No keyboard was part of this process. Most of Colautti’s activities involved moving those pieces to change vibration length; but it also involved some physical contact with the strings and considerable control through a touch-sensitive tablet. I have previously observed that, in live electronic music, there is frequently little sense of causality or coordination between what the performer is doing and what the listener encounters. Listening must confine itself strictly to effect, since cause may be little more than accidental.

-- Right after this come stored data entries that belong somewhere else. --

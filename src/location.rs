//! Positioning provider seam
//!
//! A provider pushes position samples and availability changes on its own
//! schedule. The engine only starts and stops it and consumes the stream.

use crate::error::{LootError, Result};
use crate::geo::Position;
use futures::channel::mpsc::{self, UnboundedSender};
use futures::stream::BoxStream;
use futures::StreamExt;
use parking_lot::Mutex;

/// One update from the positioning provider
#[derive(Debug, Clone, Copy, PartialEq)]
pub enum LocationUpdate {
    Sample(Position),
    /// Permission or signal was lost (`false`) or regained (`true`)
    Availability(bool),
}

/// Stream of provider updates
pub type LocationStream = BoxStream<'static, LocationUpdate>;

/// Source of position samples
pub trait LocationProvider: Send + Sync {
    /// Begin delivering updates
    fn start(&self) -> Result<LocationStream>;

    /// Stop delivering; the stream returned by `start` ends
    fn stop(&self);

    fn is_running(&self) -> bool;
}

/// Provider fed by hand, for tests, demos and replaying recorded walks
#[derive(Debug, Default)]
pub struct ManualLocationProvider {
    tx: Mutex<Option<UnboundedSender<LocationUpdate>>>,
    denied: bool,
}

impl ManualLocationProvider {
    pub fn new() -> Self {
        Self::default()
    }

    /// A provider whose permission was refused; `start` fails
    pub fn denied() -> Self {
        Self {
            tx: Mutex::new(None),
            denied: true,
        }
    }

    /// Deliver a sample; `false` if the provider is not running
    pub fn push(&self, position: Position) -> bool {
        self.send(LocationUpdate::Sample(position))
    }

    /// Deliver an availability change; `false` if the provider is not running
    pub fn set_available(&self, available: bool) -> bool {
        self.send(LocationUpdate::Availability(available))
    }

    fn send(&self, update: LocationUpdate) -> bool {
        self.tx
            .lock()
            .as_ref()
            .is_some_and(|tx| tx.unbounded_send(update).is_ok())
    }
}

impl LocationProvider for ManualLocationProvider {
    fn start(&self) -> Result<LocationStream> {
        if self.denied {
            return Err(LootError::Provider("location permission denied".into()));
        }

        let (tx, rx) = mpsc::unbounded();
        if self.tx.lock().replace(tx).is_some() {
            log::warn!("Location provider restarted; previous stream closed");
        }
        Ok(rx.boxed())
    }

    fn stop(&self) {
        self.tx.lock().take();
    }

    fn is_running(&self) -> bool {
        self.tx.lock().is_some()
    }
}

#[cfg(test)]
mod tests {
    use super::*;
    use futures::executor::block_on;

    #[test]
    fn test_updates_flow_until_stop() {
        let provider = ManualLocationProvider::new();
        assert!(!provider.push(Position::new(0.0, 0.0)));

        let mut updates = provider.start().unwrap();
        assert!(provider.is_running());
        assert!(provider.push(Position::new(1.0, 1.0)));
        assert!(provider.set_available(false));
        provider.stop();

        let collected: Vec<LocationUpdate> = block_on(updates.by_ref().collect());
        assert_eq!(collected.len(), 2);
        assert!(matches!(collected[0], LocationUpdate::Sample(p) if p.latitude == 1.0));
        assert_eq!(collected[1], LocationUpdate::Availability(false));
        assert!(!provider.is_running());
    }

    #[test]
    fn test_denied_provider_fails_to_start() {
        let provider = ManualLocationProvider::denied();
        assert!(matches!(provider.start(), Err(LootError::Provider(_))));
    }
}
//! Player identity seam

use crate::error::Result;
use crate::loot::UserId;
use uuid::Uuid;

/// Supplies the user id for a session
pub trait IdentityProvider: Send + Sync {
    fn user_id(&self) -> Result<UserId>;
}

/// A random anonymous identity, stable for the lifetime of the value
#[derive(Debug, Clone)]
pub struct AnonymousIdentity {
    id: UserId,
}

impl Default for AnonymousIdentity {
    fn default() -> Self {
        Self::new()
    }
}

impl AnonymousIdentity {
    pub fn new() -> Self {
        Self {
            id: UserId::from(format!("anon-{}", Uuid::new_v4().simple())),
        }
    }
}

impl IdentityProvider for AnonymousIdentity {
    fn user_id(&self) -> Result<UserId> {
        Ok(self.id.clone())
    }
}

/// An identity chosen up front
#[derive(Debug, Clone)]
pub struct FixedIdentity(pub UserId);

impl IdentityProvider for FixedIdentity {
    fn user_id(&self) -> Result<UserId> {
        Ok(self.0.clone())
    }
}
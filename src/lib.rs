//! geoloot - Location-driven loot spawning and collection
//!
//! # Features
//! - Movement tracking with a distance-based spawn trigger
//! - Weighted tier sampling and randomized loot bundles
//! - Exactly-once collection through store transactions
//! - Idempotent inventory merges with pending-merge recovery
//! - Real-time sync of nearby boxes over store subscriptions
//! - Async runtime abstraction (Tokio or executor-free mock)
//!
//! # Quick Start
//!
//! ```ignore
//! use geoloot::{AnonymousIdentity, LootConfig, LootSession, ManualLocationProvider, MemoryStore, TokioSpawner};
//! use std::sync::Arc;
//!
//! let location = Arc::new(ManualLocationProvider::new());
//! let session = LootSession::new(
//!     LootConfig::default(),
//!     Arc::new(MemoryStore::new()),
//!     TokioSpawner::new(),
//!     &AnonymousIdentity::new(),
//!     location.clone(),
//! )?;
//! let streams = session.start().await?;
//! tokio::spawn(streams.changes.run(session.change_listener()));
//! session.drive(streams.location).await;
//! ```
//!
//! # Feature Flags
//!
//! - `runtime-tokio`: Enable the Tokio spawner

// Core modules
pub mod collection;
pub mod geo;
pub mod loot;
pub mod movement;
pub mod proximity;
pub mod store;
pub mod sync;

// Host seams
pub mod identity;
pub mod location;
pub mod runtime;

// Support modules
pub mod config;
pub mod inventory;
pub mod metrics;
pub mod session;

// Error types
mod error;
pub use error::{LootError, Result};

// Re-export geometry
pub use geo::{distance, offset, Position};

// Re-export loot model
pub use loot::{
    default_catalog, BoxId, Item, ItemCategory, LootBox, LootGenerator, LootTier, UserId,
    WeightedSampler,
};

// Re-export engine components
pub use collection::{CollectOutcome, CollectedLoot, CollectionCoordinator, RetryPolicy};
pub use config::LootConfig;
pub use inventory::{InventoryItem, MergeOutcome, UserInventory};
pub use metrics::{LootMetrics, LootMetricsHandle};
pub use movement::{MovementEvent, MovementState, MovementTracker, TrackerState};
pub use proximity::{ActiveDelta, ProximityIndex, ProximityTick};
pub use session::{ClickOutcome, LootSession, PositionReport, SessionStreams};

// Re-export store types
pub use store::{
    ChangeEvent, ChangeKind, ChangeStream, InventoryStore, LootBoxFilter, LootBoxStore,
    LootStore, MemoryStore, SortOrder, StoreError, StoreResult,
};
pub use sync::{ChangeListener, Observable, SubscriptionHandle, SyncChannel};

// Re-export seams
pub use identity::{AnonymousIdentity, FixedIdentity, IdentityProvider};
pub use location::{LocationProvider, LocationStream, LocationUpdate, ManualLocationProvider};
pub use runtime::mock::MockSpawner;
#[cfg(feature = "runtime-tokio")]
pub use runtime::tokio_impl::TokioSpawner;
pub use runtime::{AsyncSpawner, JoinHandle};

// Version
pub const VERSION: &str = env!("CARGO_PKG_VERSION");

#[cfg(test)]
mod tests {
    use super::*;

    #[test]
    fn test_version() {
        assert!(!VERSION.is_empty());
    }

    #[test]
    fn test_default_config_is_valid() {
        LootConfig::default().validate().unwrap();
    }
}
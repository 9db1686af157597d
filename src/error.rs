//! Error types for geoloot

use thiserror::Error;

/// Main error type for loot engine operations
#[derive(Error, Debug)]
pub enum LootError {
    #[error("Item catalog is empty")]
    EmptyCatalog,

    #[error("Tier weights must sum to 100, got {total}")]
    InvalidWeights { total: u32 },

    #[error("Item catalog has no common-rarity item")]
    MissingCommonItems,

    #[error("Invalid radius: {0}")]
    InvalidRadius(String),

    #[error("Invalid configuration: {0}")]
    InvalidConfig(String),

    #[error("Store error: {0}")]
    Store(#[from] crate::store::StoreError),

    #[error("Location provider error: {0}")]
    Provider(String),

    #[error("JSON error: {0}")]
    Json(#[from] serde_json::Error),
}

impl LootError {
    /// Whether this error is a configuration problem that should abort startup
    pub fn is_configuration(&self) -> bool {
        matches!(
            self,
            LootError::EmptyCatalog
                | LootError::InvalidWeights { .. }
                | LootError::MissingCommonItems
                | LootError::InvalidRadius(_)
                | LootError::InvalidConfig(_)
                | LootError::Json(_)
        )
    }
}

/// Result type alias for loot engine operations
pub type Result<T> = std::result::Result<T, LootError>;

Last night’s performance dwelt heavily on the auditory effects of beat frequencies, the pulsing sounds that emerge when two tones very close in frequency are superposed. The logic behind Colautti’s performance seemed to be one of exploring different settings for these beats, controlling the frequency of pulsation and the different timbres arising by superposing sounds with different spectral properties. For the most part the performance was quietly methodical; but the overall structure involved a gradual crescendo, whose emerging impact lent a rhetoric of tension. That tension built to a powerful (but not deafening) climax, followed by a comparatively rapid release. The piece then concluded with a coda based on an entirely new set of sonorities, all isolated points of sound, probably created by frequency-rich sources, such as pulses and square waves. (Those who remember their engineering calculus may recall that the rich spectrum comes from the wave form being non-differentiable.)

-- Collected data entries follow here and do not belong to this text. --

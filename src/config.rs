//! Engine configuration
//!
//! Every tunable lives in [`LootConfig`]. Defaults reproduce the standard game
//! rules; overrides can be supplied as JSON, with omitted fields keeping their
//! defaults. [`LootConfig::validate`] is the startup gate: a configuration
//! that fails it must not be used to build an engine.

use crate::collection::RetryPolicy;
use crate::error::{LootError, Result};
use crate::loot::{default_catalog, Item, LootTier};
use serde::{Deserialize, Serialize};
use std::collections::BTreeMap;

/// Movement required before a new box may spawn
pub const SPAWN_THRESHOLD_M: f64 = 100.0;

/// Closest a box may spawn to its origin
pub const SPAWN_MIN_RADIUS_M: f64 = 10.0;

/// Farthest a box may spawn from its origin
pub const SPAWN_MAX_RADIUS_M: f64 = 50.0;

/// Distance within which a box can be collected
pub const COLLECTION_RADIUS_M: f64 = 20.0;

/// Radius of the neighbourhood tracked for nearby boxes
pub const QUERY_RADIUS_M: f64 = 1000.0;

/// Maximum number of boxes fetched by a nearby query
pub const NEARBY_BATCH_LIMIT: usize = 50;

/// Samples whose accuracy radius reaches this are ignored
pub const MAX_ACCURACY_M: f64 = 100.0;

/// Tunables for the whole loot engine
#[derive(Debug, Clone, PartialEq, Serialize, Deserialize)]
#[serde(default)]
pub struct LootConfig {
    pub spawn_threshold_m: f64,
    pub spawn_min_radius_m: f64,
    pub spawn_max_radius_m: f64,
    pub collection_radius_m: f64,
    pub query_radius_m: f64,
    pub nearby_batch_limit: usize,
    pub max_accuracy_m: f64,
    /// Spawn weight per tier; missing tiers weigh zero
    pub tier_weights: BTreeMap<LootTier, u32>,
    pub retry: RetryPolicy,
    pub catalog: Vec<Item>,
}

impl Default for LootConfig {
    fn default() -> Self {
        Self {
            spawn_threshold_m: SPAWN_THRESHOLD_M,
            spawn_min_radius_m: SPAWN_MIN_RADIUS_M,
            spawn_max_radius_m: SPAWN_MAX_RADIUS_M,
            collection_radius_m: COLLECTION_RADIUS_M,
            query_radius_m: QUERY_RADIUS_M,
            nearby_batch_limit: NEARBY_BATCH_LIMIT,
            max_accuracy_m: MAX_ACCURACY_M,
            tier_weights: LootTier::ALL
                .iter()
                .map(|t| (*t, t.default_weight()))
                .collect(),
            retry: RetryPolicy::default(),
            catalog: default_catalog(),
        }
    }
}

impl LootConfig {
    /// Parse a JSON document of overrides on top of the defaults
    pub fn from_json_str(json: &str) -> Result<Self> {
        let config: LootConfig = serde_json::from_str(json)?;
        config.validate()?;
        Ok(config)
    }

    /// Replace the item catalog
    pub fn with_catalog(mut self, catalog: Vec<Item>) -> Self {
        self.catalog = catalog;
        self
    }

    /// Replace the retry policy
    pub fn with_retry(mut self, retry: RetryPolicy) -> Self {
        self.retry = retry;
        self
    }

    /// Weight of a tier, zero when absent
    pub fn weight_of(&self, tier: LootTier) -> u32 {
        self.tier_weights.get(&tier).copied().unwrap_or(0)
    }

    /// Tier weights in increasing rarity order
    pub fn weight_table(&self) -> Vec<(LootTier, u32)> {
        LootTier::ALL.iter().map(|t| (*t, self.weight_of(*t))).collect()
    }

    /// Check the startup invariants
    pub fn validate(&self) -> Result<()> {
        if self.catalog.is_empty() {
            return Err(LootError::EmptyCatalog);
        }
        if !self.catalog.iter().any(|i| i.rarity == LootTier::Common) {
            return Err(LootError::MissingCommonItems);
        }

        let total = self
            .tier_weights
            .values()
            .try_fold(0u32, |acc, w| acc.checked_add(*w))
            .ok_or_else(|| LootError::InvalidConfig("tier weights overflow".into()))?;
        if total != 100 {
            return Err(LootError::InvalidWeights { total });
        }

        if !(self.spawn_min_radius_m >= 0.0 && self.spawn_max_radius_m >= self.spawn_min_radius_m)
        {
            return Err(LootError::InvalidRadius(format!(
                "spawn radius range {}..={} is empty",
                self.spawn_min_radius_m, self.spawn_max_radius_m
            )));
        }
        if !(self.collection_radius_m > 0.0) {
            return Err(LootError::InvalidRadius(format!(
                "collection radius {} must be positive",
                self.collection_radius_m
            )));
        }
        if !(self.query_radius_m >= self.collection_radius_m) {
            return Err(LootError::InvalidRadius(format!(
                "query radius {} is smaller than collection radius {}",
                self.query_radius_m, self.collection_radius_m
            )));
        }

        if !(self.spawn_threshold_m > 0.0) {
            return Err(LootError::InvalidConfig(
                "spawn threshold must be positive".into(),
            ));
        }
        if self.nearby_batch_limit == 0 {
            return Err(LootError::InvalidConfig(
                "nearby batch limit must be at least 1".into(),
            ));
        }
        if self.retry.max_attempts == 0 {
            return Err(LootError::InvalidConfig(
                "retry policy needs at least one attempt".into(),
            ));
        }

        Ok(())
    }
}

In the group improvisation Colautti repurposed the expressiveness of his instrument to provide a landscape within which the three sfSoundGroup musicians explored their instruments. Possibly in response to the sonorities of that landscape, much of the improvisation had to do with breath, sometimes forsaking the reed as the primary source of vibrations. Ingle also worked with the percussive sounds made by closing the pads on his saxophone. At one point Bruckmann played directly into his oboe without the reed, and Ingalls used heavy breathing through the hosepipe to vibrate a small metal plate placed over the clarinet bell at the other end.
Very little of this improvisation involved anything resembling melodic motifs, perhaps because the same could be said of Colautti’s opening e-String solo. Rather, the improvisation was an exploration of sound-producing processes, shifting the focus from the electronic domain of the e-String to the underlying vibrations in the physical tubes serving as instruments. In this physical domain the causality of body movement was far more evident. However, because the sounds themselves departed so radically from convention, the impact of listening, even with causal cues, was far more intense, engaging, and perplexing, all at the same time.
It was comforting to leave C4NM last night knowing just how alive and well (not to mention adventurous) avant-garde practices can still be.